[aSté a la butik‿ a trèz] (loc. dépréc. 13)
Il existe une hiérarchie occulte des commerces de proximité du centre bourg français.
En haut siège le boucher tout taché et costaud (comme le chantait l’anonyme interprète de Rue Gama) avec le boulanger à sa droite et l’épicier à sa gauche pour compléter cette païenne et commerciale trilogie. Viennent ensuite le maraîcher, le marchand de couleurs, le kiosquier, le fleuriste, sachant que le tenancier du Balto est classé hors catégorie.
Ce n’est qu’en queue de classement qu’on retrouve la boutique à treize, ce joyeux et poussiéreux bazar où se vendent babioles à treize sous et où cent balles font la rue Michel pour acquérir colifichets, breloques et fanfreluches.
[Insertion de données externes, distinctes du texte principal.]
//! The source adapter contract

use async_trait::async_trait;
use libra_core::{
    LanguageMap, LibraError, MediaType, Playable, PlayableKind, Result, SourceType, Version,
};
use serde::{Deserialize, Serialize};
use std::fmt;
use std::sync::Arc;

use crate::filters::SearchFilters;

/// An adapter over an external service or local resource
///
/// Capability calls for a kind outside [`media_types`](Source::media_types)
/// fail with [`LibraError::UnsupportedMediaType`]; `content` on a source
/// without [`SourceType::Content`] fails with
/// [`LibraError::UnsupportedSourceType`].
#[async_trait]
pub trait Source: Send + Sync + fmt::Debug {
    /// Whether this adapter handles `id`
    fn satisfies(&self, id: &str) -> bool;

    /// Whether [`derive`](Source::derive) produces parameterised instances
    fn supports_multiple(&self) -> bool {
        false
    }

    /// Produce an instance bound to `id`
    async fn derive(&self, id: &str) -> Result<Arc<dyn Source>> {
        Err(LibraError::InvalidSource(format!(
            "source {} does not support multiple instances (requested {id})",
            self.id()
        )))
    }

    /// Stable, unique id
    fn id(&self) -> &str;

    /// Human label
    fn name(&self) -> &str;

    fn version(&self) -> Version {
        Version::current()
    }

    fn source_types(&self) -> &[SourceType];

    fn media_types(&self) -> &[MediaType];

    /// Transient playables matching `query`
    ///
    /// `page` starts at 1; sources without pagination ignore it.
    async fn search(
        &self,
        query: &str,
        limit: usize,
        page: usize,
        filters: &SearchFilters,
    ) -> Result<Vec<Playable>>;

    /// Raw media bytes
    async fn content(&self, playable: &Playable) -> Result<Vec<u8>>;

    /// Language code to lyrics or subtitles
    async fn lyrics(&self, playable: &Playable) -> Result<LanguageMap>;

    /// Fill in what a search result leaves out
    async fn complete_metadata(&self, playable: Playable) -> Result<Playable>;
}

/// Whether `source` serves playables of `kind`
pub fn supports_media_type(source: &dyn Source, kind: PlayableKind) -> bool {
    kind.media_type()
        .is_some_and(|media_type| source.media_types().contains(&media_type))
}

/// Fail with `UnsupportedMediaType` unless `source` serves `kind`
pub fn ensure_media_type(source: &dyn Source, kind: PlayableKind) -> Result<()> {
    if supports_media_type(source, kind) {
        Ok(())
    } else {
        Err(LibraError::UnsupportedMediaType(kind.to_string()))
    }
}

/// Fail with `UnsupportedSourceType` unless `source` provides `source_type`
pub fn ensure_source_type(source: &dyn Source, source_type: SourceType) -> Result<()> {
    if source.source_types().contains(&source_type) {
        Ok(())
    } else {
        Err(LibraError::UnsupportedSourceType(source_type.to_string()))
    }
}

/// Self-description a Libra-compatible service publishes at `GET /`
#[derive(Debug, Clone, PartialEq, Serialize, Deserialize)]
pub struct SourceDescriptor {
    pub id: String,
    pub name: String,
    pub version: Version,
    #[serde(default)]
    pub source_types: Vec<SourceType>,
    #[serde(default)]
    pub media_types: Vec<MediaType>,
}

impl SourceDescriptor {
    /// Describe an existing source
    pub fn of(source: &dyn Source) -> Self {
        Self {
            id: source.id().to_string(),
            name: source.name().to_string(),
            version: source.version(),
            source_types: source.source_types().to_vec(),
            media_types: source.media_types().to_vec(),
        }
    }
}

#[cfg(test)]
mod tests {
    use super::*;
    use crate::SpotifySource;

    #[test]
    fn media_type_support_follows_kind() {
        let spotify = SpotifySource::new();
        assert!(supports_media_type(&spotify, PlayableKind::Album));
        assert!(supports_media_type(&spotify, PlayableKind::Video));
        assert!(!supports_media_type(&spotify, PlayableKind::User));
        assert!(matches!(
            ensure_media_type(&spotify, PlayableKind::User),
            Err(LibraError::UnsupportedMediaType(_))
        ));
    }

    #[test]
    fn source_type_check() {
        let spotify = SpotifySource::new();
        assert!(ensure_source_type(&spotify, SourceType::Lyrics).is_ok());
        assert!(matches!(
            ensure_source_type(&spotify, SourceType::Content),
            Err(LibraError::UnsupportedSourceType(t)) if t == "content"
        ));
    }

    #[test]
    fn descriptor_serializes_lowercase_capabilities() {
        let descriptor = SourceDescriptor::of(&SpotifySource::new());
        let json = serde_json::to_value(&descriptor).unwrap();
        assert_eq!(json["id"], "spotify");
        assert_eq!(json["source_types"], serde_json::json!(["metadata", "lyrics"]));
    }
}
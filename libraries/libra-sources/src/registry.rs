//! Source registry
//!
//! Holds one prototype per adapter kind and the ordered set of enabled
//! instances. Mutated while the server starts, then shared behind an `Arc`.

use libra_core::{LibraError, Result};
use std::collections::HashMap;
use std::sync::Arc;
use tracing::{debug, info, warn};

use crate::local_file::LocalFileSource;
use crate::settings::SourceSettings;
use crate::source::Source;
use crate::spotify::SpotifySource;
use crate::web::WebSource;
use crate::youtube::YouTubeSource;

/// Prototypes plus enabled sources in priority order
#[derive(Debug, Default)]
pub struct SourceRegistry {
    prototypes: Vec<Arc<dyn Source>>,
    sources: HashMap<String, Arc<dyn Source>>,
    order: Vec<String>,
}

impl SourceRegistry {
    pub fn new() -> Self {
        Self::default()
    }

    /// Registry with every built-in adapter registered
    ///
    /// A prototype that fails to initialise is logged and left out.
    pub async fn with_builtin(settings: SourceSettings) -> Self {
        let mut registry = Self::new();

        match YouTubeSource::install(settings.clone()).await {
            Ok(youtube) => registry.register_prototype(Arc::new(youtube)),
            Err(e) => warn!(source = "youtube", error = %e, "Source initialization failed"),
        }
        registry.register_prototype(Arc::new(SpotifySource::new()));
        registry.register_prototype(Arc::new(LocalFileSource::prototype()));
        match WebSource::prototype(&settings) {
            Ok(web) => registry.register_prototype(Arc::new(web)),
            Err(e) => warn!(source = "web", error = %e, "Source initialization failed"),
        }

        registry
    }

    pub fn register_prototype(&mut self, source: Arc<dyn Source>) {
        debug!(source = source.id(), "Registered source prototype");
        self.prototypes.push(source);
    }

    /// Enable the source matching `id`
    ///
    /// Prototypes that support multiple instances are derived into a fresh
    /// instance stored under its own id; other prototypes are enabled as-is.
    /// Enabling an already enabled source is a no-op.
    pub async fn enable(&mut self, id: &str) -> Result<()> {
        if self.sources.contains_key(id) {
            debug!(source = %id, "Source already enabled");
            return Ok(());
        }

        let prototype = self
            .prototypes
            .iter()
            .find(|p| p.satisfies(id))
            .cloned()
            .ok_or_else(|| LibraError::InvalidSource(id.to_string()))?;

        let source = if prototype.supports_multiple() {
            prototype
                .derive(id)
                .await
                .map_err(|e| LibraError::source(id, e))?
        } else {
            prototype
        };

        let source_id = source.id().to_string();
        if self.sources.contains_key(&source_id) {
            debug!(source = %source_id, "Source already enabled");
            return Ok(());
        }

        info!(source = %source_id, name = source.name(), "Enabled source");
        self.sources.insert(source_id.clone(), source);
        self.order.push(source_id);
        Ok(())
    }

    /// Enable each id in order, logging failures
    ///
    /// Returns the failures so callers that treat them as fatal can do so.
    pub async fn enable_all(&mut self, ids: &[String]) -> Vec<LibraError> {
        let mut failures = Vec::new();
        for id in ids {
            if let Err(e) = self.enable(id).await {
                warn!(source = %id, error = %e, "Error enabling source");
                failures.push(e);
            }
        }
        failures
    }

    pub fn get(&self, id: &str) -> Option<Arc<dyn Source>> {
        self.sources.get(id).cloned()
    }

    /// Enabled sources, highest priority first
    pub fn enumerate(&self) -> Vec<Arc<dyn Source>> {
        self.order
            .iter()
            .filter_map(|id| self.sources.get(id).cloned())
            .collect()
    }

    /// Position of `id` in the priority order
    pub fn priority(&self, id: &str) -> Option<usize> {
        self.order.iter().position(|enabled| enabled == id)
    }

    /// Whether `a` outranks `b`
    ///
    /// Unknown ids rank below every enabled id, and an empty `b` ranks below
    /// everything else.
    pub fn is_higher_priority(&self, a: &str, b: &str) -> bool {
        if b.is_empty() {
            return !a.is_empty();
        }
        match (self.priority(a), self.priority(b)) {
            (Some(pa), Some(pb)) => pa < pb,
            (Some(_), None) => true,
            (None, _) => false,
        }
    }

    pub fn len(&self) -> usize {
        self.order.len()
    }

    pub fn is_empty(&self) -> bool {
        self.order.is_empty()
    }
}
Acheter à la boutique à treize consiste ce faisant à se procurer des trucs et des bidules pour bien peu, et par extension à acheter des objets au choix laids, fragiles ou inutiles.
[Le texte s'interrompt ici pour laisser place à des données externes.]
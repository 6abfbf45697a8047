//! Libra Storage
//!
//! SQLite and PostgreSQL implementation of the Libra catalog.
//!
//! # Architecture
//!
//! - **Two engines, one query set**: every query is written once with `$N`
//!   placeholders and dispatched over [`DbPool`]
//! - **Vertical Slicing**: each entity kind owns its own queries and row mapping
//! - **JSON columns**: list and map fields are stored as JSON (TEXT on SQLite,
//!   JSONB on PostgreSQL)
//! - **Embedded migrations**: reversible, per engine, applied in steps
//!
//! # Example
//!
//! ```rust,no_run
//! use libra_core::CatalogStore;
//! use libra_storage::{DatabaseConfig, SqlCatalog};
//!
//! # async fn example() -> Result<(), Box<dyn std::error::Error>> {
//! let catalog = SqlCatalog::connect(&DatabaseConfig::default()).await?;
//! catalog.migrate_up(-1).await?;
//!
//! let tracks = catalog.get_all_tracks().await?;
//! # Ok(())
//! # }
//! ```

/// Run the same query code against whichever engine backs the pool.
///
/// The body is expanded once per arm, so it must type-check for both
/// `SqlitePool` and `PgPool`.
macro_rules! with_pool {
    ($pool:expr, |$conn:ident| $body:expr) => {
        match $pool {
            $crate::pool::DbPool::Sqlite($conn) => $body,
            $crate::pool::DbPool::Postgres($conn) => $body,
        }
    };
}

mod config;
mod context;
mod error;
mod migrations;
mod pool;

// Vertical slices
pub mod albums;
pub mod artists;
pub mod playlists;
pub mod tokens;
pub mod tracks;
pub mod users;
pub mod videos;

pub use config::{DatabaseConfig, DatabaseEngine, PostgresConfig, SqliteConfig};
pub use context::SqlCatalog;
pub use error::{Result, StorageError};
pub use migrations::{migrate_down, migrate_up};
pub use pool::DbPool;

/// Fail with `NotFound` when a write matched no rows
pub(crate) fn require_affected(rows: u64, entity: &str, id: &str) -> Result<()> {
    if rows == 0 {
        Err(StorageError::not_found(entity, id))
    } else {
        Ok(())
    }
}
À la fin du XIXe siècle, l’impératrice María Eugenia Ignacia Agustina de Palafox y Kirkpatrick, comtesse de Teba, dite Eugénie de Montijo, épouse de Napoléon III, décide qu’il n’y aura pas de numéro 13 dans la très chic rue du Faubourg Saint-Honoré (Paris VIII) marquant son désaveu pour la boutique à treize qu’on aurait pu y trouver. Elle est ainsi la première à jeter l’opprobre sur la boutique à treize et à transformer sa paraskevidékatriaphobie en une expression qui connaîtra une belle carrière.
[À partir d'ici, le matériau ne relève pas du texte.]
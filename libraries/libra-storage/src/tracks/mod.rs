//! Track queries

use crate::error::{Result, StorageError};
use crate::pool::DbPool;
use crate::require_affected;
use chrono::Duration;
use libra_core::{HumanDuration, LanguageMap, LinkedSource, Metadata, Permissions, Track};
use sqlx::types::Json;
use std::collections::BTreeMap;

const SELECT: &str = r#"
    SELECT
        id, user_id, isrc, title, artist_ids, album_ids, primary_album_id,
        track_number, duration, description, release_date, lyrics,
        listen_count, favorite_count, addition_date, tags, additional_meta,
        permissions, linked_item_ids, content_source, metadata_source, lyric_sources
    FROM tracks
"#;

const INSERT: &str = r#"
    INSERT INTO tracks (
        id, user_id, isrc, title, artist_ids, album_ids, primary_album_id,
        track_number, duration, description, release_date, lyrics,
        listen_count, favorite_count, addition_date, tags, additional_meta,
        permissions, linked_item_ids, content_source, metadata_source, lyric_sources
    ) VALUES (
        $1, $2, $3, $4, $5, $6, $7, $8, $9, $10, $11,
        $12, $13, $14, $15, $16, $17, $18, $19, $20, $21, $22
    )
"#;

const UPDATE: &str = r#"
    UPDATE tracks SET
        user_id = $2, isrc = $3, title = $4, artist_ids = $5, album_ids = $6,
        primary_album_id = $7, track_number = $8, duration = $9, description = $10,
        release_date = $11, lyrics = $12, listen_count = $13, favorite_count = $14,
        addition_date = $15, tags = $16, additional_meta = $17, permissions = $18,
        linked_item_ids = $19, content_source = $20, metadata_source = $21,
        lyric_sources = $22
    WHERE id = $1
"#;

#[derive(sqlx::FromRow)]
struct TrackRow {
    id: String,
    user_id: String,
    isrc: String,
    title: String,
    artist_ids: Json<Vec<String>>,
    album_ids: Json<Vec<String>>,
    primary_album_id: String,
    track_number: i64,
    /// Nanoseconds
    duration: i64,
    description: String,
    release_date: String,
    lyrics: Json<LanguageMap>,
    listen_count: i64,
    favorite_count: i64,
    addition_date: i64,
    tags: Json<Vec<String>>,
    additional_meta: Json<Metadata>,
    permissions: Json<Permissions>,
    linked_item_ids: Json<Vec<String>>,
    content_source: String,
    metadata_source: String,
    lyric_sources: Json<BTreeMap<String, LinkedSource>>,
}

impl From<TrackRow> for Track {
    fn from(row: TrackRow) -> Self {
        Track {
            id: row.id,
            user_id: row.user_id,
            isrc: row.isrc,
            title: row.title,
            artist_ids: row.artist_ids.0,
            album_ids: row.album_ids.0,
            primary_album_id: row.primary_album_id,
            track_number: row.track_number,
            duration: HumanDuration::new(Duration::nanoseconds(row.duration)),
            description: row.description,
            release_date: row.release_date,
            lyrics: row.lyrics.0,
            listen_count: row.listen_count,
            favorite_count: row.favorite_count,
            addition_date: row.addition_date,
            tags: row.tags.0,
            additional_meta: row.additional_meta.0,
            permissions: row.permissions.0,
            linked_item_ids: row.linked_item_ids.0,
            content_source: row.content_source.into(),
            metadata_source: row.metadata_source.into(),
            lyric_sources: row.lyric_sources.0,
        }
    }
}

pub(crate) fn duration_nanos(duration: &HumanDuration) -> i64 {
    duration.as_duration().num_nanoseconds().unwrap_or(i64::MAX)
}

/// Every track
pub async fn get_all(pool: &DbPool) -> Result<Vec<Track>> {
    let rows: Vec<TrackRow> = with_pool!(pool, |p| {
        sqlx::query_as(&format!("{SELECT} ORDER BY addition_date, id"))
            .fetch_all(p)
            .await
    })?;
    Ok(rows.into_iter().map(Track::from).collect())
}

/// Tracks owned by `user_id`
pub async fn get_by_user(pool: &DbPool, user_id: &str) -> Result<Vec<Track>> {
    let rows: Vec<TrackRow> = with_pool!(pool, |p| {
        sqlx::query_as(&format!(
            "{SELECT} WHERE user_id = $1 ORDER BY addition_date, id"
        ))
        .bind(user_id)
        .fetch_all(p)
        .await
    })?;
    Ok(rows.into_iter().map(Track::from).collect())
}

pub async fn get_by_id(pool: &DbPool, id: &str) -> Result<Track> {
    let row: Option<TrackRow> = with_pool!(pool, |p| {
        sqlx::query_as(&format!("{SELECT} WHERE id = $1"))
            .bind(id)
            .fetch_optional(p)
            .await
    })?;
    row.map(Track::from)
        .ok_or_else(|| StorageError::not_found("track", id))
}

pub async fn insert(pool: &DbPool, track: &Track) -> Result<()> {
    with_pool!(pool, |p| {
        sqlx::query(INSERT)
            .bind(track.id.as_str())
            .bind(track.user_id.as_str())
            .bind(track.isrc.as_str())
            .bind(track.title.as_str())
            .bind(Json(&track.artist_ids))
            .bind(Json(&track.album_ids))
            .bind(track.primary_album_id.as_str())
            .bind(track.track_number)
            .bind(duration_nanos(&track.duration))
            .bind(track.description.as_str())
            .bind(track.release_date.as_str())
            .bind(Json(&track.lyrics))
            .bind(track.listen_count)
            .bind(track.favorite_count)
            .bind(track.addition_date)
            .bind(Json(&track.tags))
            .bind(Json(&track.additional_meta))
            .bind(Json(&track.permissions))
            .bind(Json(&track.linked_item_ids))
            .bind(track.content_source.as_str())
            .bind(track.metadata_source.as_str())
            .bind(Json(&track.lyric_sources))
            .execute(p)
            .await
            .map(|_| ())
    })?;
    Ok(())
}

/// Replace every column of the track with `track.id`
pub async fn update(pool: &DbPool, track: &Track) -> Result<()> {
    let rows = with_pool!(pool, |p| {
        sqlx::query(UPDATE)
            .bind(track.id.as_str())
            .bind(track.user_id.as_str())
            .bind(track.isrc.as_str())
            .bind(track.title.as_str())
            .bind(Json(&track.artist_ids))
            .bind(Json(&track.album_ids))
            .bind(track.primary_album_id.as_str())
            .bind(track.track_number)
            .bind(duration_nanos(&track.duration))
            .bind(track.description.as_str())
            .bind(track.release_date.as_str())
            .bind(Json(&track.lyrics))
            .bind(track.listen_count)
            .bind(track.favorite_count)
            .bind(track.addition_date)
            .bind(Json(&track.tags))
            .bind(Json(&track.additional_meta))
            .bind(Json(&track.permissions))
            .bind(Json(&track.linked_item_ids))
            .bind(track.content_source.as_str())
            .bind(track.metadata_source.as_str())
            .bind(Json(&track.lyric_sources))
            .execute(p)
            .await
            .map(|r| r.rows_affected())
    })?;
    require_affected(rows, "track", &track.id)
}

pub async fn delete(pool: &DbPool, id: &str) -> Result<()> {
    let rows = with_pool!(pool, |p| {
        sqlx::query("DELETE FROM tracks WHERE id = $1")
            .bind(id)
            .execute(p)
            .await
            .map(|r| r.rows_affected())
    })?;
    require_affected(rows, "track", id)
}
« Tu l’as acheté à la boutique à treize ton mange-disque ? » soulignera dès lors la piètre qualité sonore de l’appareil censé partager un riff des Yardbirds (version Clapton ou Page) et transformant le 45T en vague complainte nasillarde. De même, « ce magnifique cardigan ne proviendrait-il pas de la boutique à treize » n’est pas non plus un compliment sur votre vêture s’il vous est adressé. La remarque est cependant formulée avec tant de tact et de subtilité que le concerné pourra corriger la bévue et se rendre, la prochaine fois, dans une échoppe du Faubourg Saint-Honoré par exemple où l’artéfact facturé hors de prix sera évidemment de bon goût.
L’avénement d’une époque dans laquelle pour cent balles t’as plus rien – et donc encore moins pour treize sous – sonnera le glas du petit commerce.
Acheter à la boutique à treize devient la plus désuète des façons de consommer d’autant que, peu au fait des techniques modernes, elle ne possède aucun site Internet pour y vendre ses falbalas criards et affiquets en verroterie.